The rule for prohibition of confessions to police need therefore reconsideration were they are to serve the objective of law and order and control of crime. In fact such confessions should be made admissible where it is sufficiently corroborated in independent particulars. The ensuing dilemma in police investigation for law and order through the law and the courts was expressively articulated in an authoritative statement former Chief Justice of Karnataka India Shri Malimath as Chairman of an All India Commission inquiring into the system of the criminal law (Malimath Report2003 p 88 section 7.4). He concluded that ‘Investigation is the foundation of the Criminal Justice System. It is unfortunate that it is not trusted by the law and the courts’. This statement is revealing as to the inadequate notion and the puzzled state of law development in respect of criminal investigation. Investigation, the foundation of criminal justice, is undermined at its very base, the statement implies. This raises further questions, how then was criminal justice administered for so long. On what evidential basis does court place no trust in the investigation? Does evidence avail this distrust? Does not the law itself need review to clear the confusion? The manner of law development in India as a fundamental question applies as much to the local situation.
No prompt action
Prompt action to promote law and order is barely a concept in criminal law. Process is the important consideration in criminal law. But prompt action is critical when breach of peace is threatened. Delayed processing with time through courts stirs the problem further. Process however has its own contradiction or dialectic, exploited often for reasons other than law and order. The process, often termed due process, is that which has been engineered for other ends. Manipulation of the process in this respect by the best legal minds may reflect on the judiciary and the courts, as they permitted the space for the untoward exploitation of the law process. Prompt action avoids much that is untoward.
Thus the need for prompt action to prevent breach of peace, instead of deferred action through courts, was recognized by the Basnayaka Police Commission 19702 which made recommendations to require the police to act immediately and report the action to court. The result was other than recommended, to process these cases through newly established Primary Courts. Court action then takes its own course. Further, recourse to primary court is not on the very first incipient signs of possible breach of peace. Problems go before court only when the dispute has aggravated. Then prospect for resolution is much less. The formal process in primary courts is then a matter of routine, ineffective to keep the peace. In fact much serious crime can be traced to ineffective action to prevent breach of peace. All the instances of horrendous crimes have their origin in a simple dispute which grows into large proportions despite the law, before they erupt.

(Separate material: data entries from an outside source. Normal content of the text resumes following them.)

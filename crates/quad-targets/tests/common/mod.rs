#![allow(dead_code)]

use image::{Rgb, RgbImage};
use nalgebra::{Point2, Point3, Rotation3, Vector3};
use quad_targets::vision::fill_polygon;
use quad_targets::{CameraIntrinsics, TargetGeometry};

pub const WIDTH: u32 = 640;
pub const HEIGHT: u32 = 480;

pub fn camera() -> CameraIntrinsics {
    CameraIntrinsics::new(800.0, 800.0, 320.0, 240.0)
}

/// Physical layout of the rendered target: outer black square, white ring
/// starting at `ring` of the outer size, inner black square at `inner`.
pub struct Layout {
    pub printed: TargetGeometry,
    pub ring: f64,
    pub inner: f64,
}

impl Default for Layout {
    fn default() -> Self {
        Self {
            printed: TargetGeometry::new(0.2, 0.2),
            ring: 0.8,
            inner: 0.4,
        }
    }
}

impl Layout {
    /// Size of the white ring's outer edge, which is what the detector
    /// reports as the target's outer quad.
    pub fn detected_geometry(&self) -> TargetGeometry {
        TargetGeometry::new(self.printed.width * self.ring, self.printed.height * self.ring)
    }
}

fn projected_rect(
    cam: &CameraIntrinsics,
    geometry: &TargetGeometry,
    scale: f64,
    rot: &Rotation3<f64>,
    t: &Vector3<f64>,
) -> Vec<Point2<i32>> {
    geometry
        .plane_corners()
        .iter()
        .map(|p| {
            let obj = Point3::new(p.x * scale, p.y * scale, 0.0);
            let px = cam
                .project(&(rot.transform_point(&obj) + *t))
                .expect("target in front of the camera");
            Point2::new(px.x.round() as i32, px.y.round() as i32)
        })
        .collect()
}

/// Render a black / white / black target seen from `rot`, `t`.
pub fn render_target(layout: &Layout, rot: &Rotation3<f64>, t: &Vector3<f64>) -> RgbImage {
    let cam = camera();
    let (w, h) = (WIDTH as usize, HEIGHT as usize);
    let rect = |scale: f64| projected_rect(&cam, &layout.printed, scale, rot, t);
    let outer = fill_polygon(w, h, &rect(1.0));
    let ring = fill_polygon(w, h, &rect(layout.ring));
    let inner = fill_polygon(w, h, &rect(layout.inner));

    RgbImage::from_fn(WIDTH, HEIGHT, |x, y| {
        let (x, y) = (x as usize, y as usize);
        let black = inner.get(x, y) || (outer.get(x, y) && !ring.get(x, y));
        if black {
            Rgb([0, 0, 0])
        } else {
            Rgb([255, 255, 255])
        }
    })
}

ven the initiatives for conciliation and mediation were attempts to bring a form of prompt intervention within the criminal law. But the adoption of these proposals by the judiciary was hesitant. Courts even declared that these measures were in usurpation of judicial power vested exclusively with the judiciary, by boards outside the courts. Mediation, and previously conciliation, in fact, was not readily accommodated by courts. Much useful work though is done by these Boards. But it appears that the full benefits of these Boards are not being derived. Their legal provisions are insufficiently utilised. These were the comments made by High Court Judge, that were the provisions of the Act “fully implemented”3 A further statement of the Judge said, “As such it may be said that you [Mediation Board] are participating in the process of administration of justice”4. This statement cuts across a structural divide in the system. A latent principle is innate in this statement of the Judge that settlement of a problem or dispute outside the legal structure by prompt action can be endorsed within the legal framework. Such constructive judicial disposition is rare. It is unlikely that such attitude will just yet receive judicial endorsement.
Less likely is the prospect that the criminal law will invest the police with powers as peace officers to mediate in less serious cases for prompt action to keep the peace. In criminological terms institutionalization of process has its limitations, than informal intermediation, by the police and community elders. Such considerations will not be readily conceded in the current state of criminal law development.
Crime prevention is another of the statutory duties of the police in which the legal provisions are of a formal nature, with means barely effective for the purpose. Much of the stipulations take effect only after conviction. There is little idea of crime prevention immediately when crime has occurred. The nature of such action must deter future crime. Mediation and conciliation, as appropriate, between the parties to the crime, rather than court action, helps resolution of dispute. Settlement of the problem and more importantly restraining acrimony helps build up relations between the disputants and thus with the community. Furthermore, the idea of crime prevention through rehabilitation is at the end of the case following conviction. In fact however mediation immediately on the occurrence of a crime makes for rehabilitation and crime prevention much more effective than when treatment is delayed. This point takes on a sharper relief when the difference between court action and police action is noted. Prof. Tim Murphy said: “Unlike legal adjudication systems, which look back, such bureaucracies produce the future and are oriented to producing the future. Whereas the primary task of adjudicators and of those working around them is to ascertain the law applicable to the matter in hand and to apply it, the fundamental orientation of bureaucracy to law is instrumental and manipulative activity; activity is objective or goal-driven, and if there is a mismatch between goal and law, the law must be changed”5. Prompt action is much more effective than deferred and delayed action.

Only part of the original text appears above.